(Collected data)
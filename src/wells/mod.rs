//! # Well addressing
//!
//! Conversion between human-readable well names (`"A1"`, `"H12"`) and the
//! column-major numbering used by Tecan worklists.
//!
//! ## Numbering
//!
//! Offsets are zero-based and run down a column before moving to the next one:
//!
//! ```text
//!        1    2    3  ...
//!   A    0    8   16
//!   B    1    9   17
//!   ...
//!   H    7   15   23
//! ```
//!
//! `offset = (column - 1) * rows + row_index`. Worklist lines carry the 1-based
//! *position*, which is simply `offset + 1`.
//!
//! ```rust
//! use fluent_worklist::wells::{name_to_offset, offset_to_name};
//!
//! assert_eq!(name_to_offset("B1", 8)?, 1);
//! assert_eq!(offset_to_name(95, 8)?, "H12");
//! # Ok::<(), fluent_worklist::wells::WellError>(())
//! ```

mod error;

#[cfg(test)]
mod tests;

use std::fmt;
use std::str::FromStr;

use serde::{Deserialize, Serialize};

use crate::constants::{COLS_384_WELL, COLS_96_WELL, MAX_PLATE_ROWS, ROWS_384_WELL, ROWS_96_WELL};

pub use error::WellError;

/// A parsed well name: zero-based row index plus 1-based column
#[derive(Debug, Clone, Copy, PartialEq, Eq, Hash)]
pub struct WellName {
    row: u32,
    column: u32,
}

impl WellName {
    /// Zero-based row index (0 for row A)
    pub fn row(&self) -> u32 {
        self.row
    }

    /// 1-based column number
    pub fn column(&self) -> u32 {
        self.column
    }

    /// Row letter, `'A'` for row 0
    pub fn row_letter(&self) -> char {
        // row < 26 is guaranteed by construction
        char::from(b'A' + self.row as u8)
    }

    /// Column-major offset for a plate with `row_count` rows, `None` on overflow
    pub fn offset(&self, row_count: u32) -> Option<u32> {
        (self.column - 1)
            .checked_mul(row_count)
            .and_then(|base| base.checked_add(self.row))
    }
}

impl FromStr for WellName {
    type Err = WellError;

    /// Parse `<Letter><Integer>`, case-insensitively and ignoring surrounding whitespace
    fn from_str(s: &str) -> Result<Self, Self::Err> {
        let normalized = s.trim().to_ascii_uppercase();
        let mut chars = normalized.chars();

        let letter = match chars.next() {
            Some(c) if c.is_ascii_uppercase() => c,
            Some(_) => return Err(WellError::name(s, "must start with a row letter")),
            None => return Err(WellError::name(s, "empty well name")),
        };

        let digits = chars.as_str();
        if digits.is_empty() || !digits.bytes().all(|b| b.is_ascii_digit()) {
            return Err(WellError::name(s, "expected a column number after the row letter"));
        }

        let column: u32 = digits
            .parse()
            .map_err(|_| WellError::name(s, "column number out of range"))?;
        if column == 0 {
            return Err(WellError::name(s, "columns start at 1"));
        }

        Ok(Self {
            row: u32::from(letter) - u32::from('A'),
            column,
        })
    }
}

impl fmt::Display for WellName {
    fn fmt(&self, f: &mut fmt::Formatter<'_>) -> fmt::Result {
        write!(f, "{}{}", self.row_letter(), self.column)
    }
}

/// Convert a well name to its zero-based column-major offset.
///
/// Fails with [`WellError::InvalidWellName`] when the string is not `<Letter><Integer>`,
/// the column is not positive, or the row letter lies outside `[A, A + row_count)`.
pub fn name_to_offset(name: &str, row_count: u32) -> Result<u32, WellError> {
    check_row_count(row_count)?;
    let well: WellName = name.parse()?;
    if well.row >= row_count {
        return Err(WellError::name(
            name,
            format!("row {} is outside a plate with {} rows", well.row_letter(), row_count),
        ));
    }
    well.offset(row_count)
        .ok_or_else(|| WellError::name(name, "column number out of range"))
}

/// Convert a zero-based column-major offset back to a well name.
///
/// Fails with [`WellError::InvalidWellOffset`] when `offset` is negative.
pub fn offset_to_name(offset: i64, row_count: u32) -> Result<String, WellError> {
    check_row_count(row_count)?;
    if offset < 0 {
        return Err(WellError::offset(offset, "offsets are non-negative"));
    }
    let rows = i64::from(row_count);
    let column = (offset / rows)
        .checked_add(1)
        .and_then(|c| u32::try_from(c).ok())
        .ok_or_else(|| WellError::offset(offset, "column number out of range"))?;
    let row = (offset % rows) as u32;
    Ok(WellName { row, column }.to_string())
}

fn check_row_count(row_count: u32) -> Result<(), WellError> {
    if row_count == 0 || row_count > MAX_PLATE_ROWS {
        return Err(WellError::InvalidLayout {
            rows: row_count,
            columns: 0,
        });
    }
    Ok(())
}

/// Row and column counts of a plate
#[derive(Debug, Clone, Copy, PartialEq, Eq, Serialize, Deserialize)]
pub struct PlateLayout {
    /// Number of rows (A, B, ...)
    pub rows: u32,
    /// Number of columns (1, 2, ...)
    pub columns: u32,
}

impl Default for PlateLayout {
    fn default() -> Self {
        Self::plate_96()
    }
}

impl PlateLayout {
    /// Create a layout, rejecting plates that single-letter rows cannot address
    pub fn new(rows: u32, columns: u32) -> Result<Self, WellError> {
        let layout = Self { rows, columns };
        layout.validate()?;
        Ok(layout)
    }

    /// Standard 8x12 plate
    pub fn plate_96() -> Self {
        Self {
            rows: ROWS_96_WELL,
            columns: COLS_96_WELL,
        }
    }

    /// Standard 16x24 plate
    pub fn plate_384() -> Self {
        Self {
            rows: ROWS_384_WELL,
            columns: COLS_384_WELL,
        }
    }

    /// Check the dimensions
    pub fn validate(&self) -> Result<(), WellError> {
        if self.rows == 0 || self.rows > MAX_PLATE_ROWS || self.columns == 0 {
            return Err(WellError::InvalidLayout {
                rows: self.rows,
                columns: self.columns,
            });
        }
        Ok(())
    }

    /// Total number of wells
    pub fn well_count(&self) -> u32 {
        self.rows.saturating_mul(self.columns)
    }

    /// Offset of a named well, bounds-checked against both rows and columns
    pub fn offset_of(&self, name: &str) -> Result<u32, WellError> {
        let offset = name_to_offset(name, self.rows)?;
        if offset >= self.well_count() {
            return Err(WellError::name(
                name,
                format!("column is outside a plate with {} columns", self.columns),
            ));
        }
        Ok(offset)
    }

    /// Name of the well at `offset`, bounds-checked against the plate size
    pub fn name_of(&self, offset: i64) -> Result<String, WellError> {
        if offset >= i64::from(self.well_count()) {
            return Err(WellError::offset(
                offset,
                format!("plate has {} wells", self.well_count()),
            ));
        }
        offset_to_name(offset, self.rows)
    }

    /// 1-based worklist position of a well reference
    pub fn position_of(&self, well: &WellRef) -> Result<u32, WellError> {
        let offset = match well {
            WellRef::Name(name) => self.offset_of(name)?,
            WellRef::Offset(offset) => {
                if *offset >= self.well_count() {
                    return Err(WellError::offset(
                        i64::from(*offset),
                        format!("plate has {} wells", self.well_count()),
                    ));
                }
                *offset
            }
        };
        Ok(offset + 1)
    }

    /// All well names in column-major order (A1, B1, ..., H1, A2, ...)
    pub fn well_names(&self) -> impl Iterator<Item = String> + '_ {
        (0..self.columns).flat_map(move |column| {
            (0..self.rows).map(move |row| {
                WellName {
                    row,
                    column: column + 1,
                }
                .to_string()
            })
        })
    }
}

/// A well as supplied by a caller: either a name or a zero-based offset.
///
/// Names are kept unresolved until a builder call, so a malformed name is reported
/// by the call that supplied it. In JSON a string is a name and an integer an offset.
#[derive(Debug, Clone, PartialEq, Eq, Hash, Serialize, Deserialize)]
#[serde(untagged)]
pub enum WellRef {
    /// Zero-based column-major offset
    Offset(u32),
    /// Well name such as `"A1"`
    Name(String),
}

impl From<&str> for WellRef {
    fn from(name: &str) -> Self {
        Self::Name(name.to_string())
    }
}

impl From<&String> for WellRef {
    fn from(name: &String) -> Self {
        Self::Name(name.clone())
    }
}

impl From<String> for WellRef {
    fn from(name: String) -> Self {
        Self::Name(name)
    }
}

impl From<u32> for WellRef {
    fn from(offset: u32) -> Self {
        Self::Offset(offset)
    }
}

impl From<WellName> for WellRef {
    fn from(name: WellName) -> Self {
        Self::Name(name.to_string())
    }
}

impl fmt::Display for WellRef {
    fn fmt(&self, f: &mut fmt::Formatter<'_>) -> fmt::Result {
        match self {
            WellRef::Name(name) => write!(f, "{name}"),
            WellRef::Offset(offset) => write!(f, "#{offset}"),
        }
    }
}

Exercise goal —
Using the records above, say how many lines include the string "bounds". Only the number is wanted.

Result of the task —
2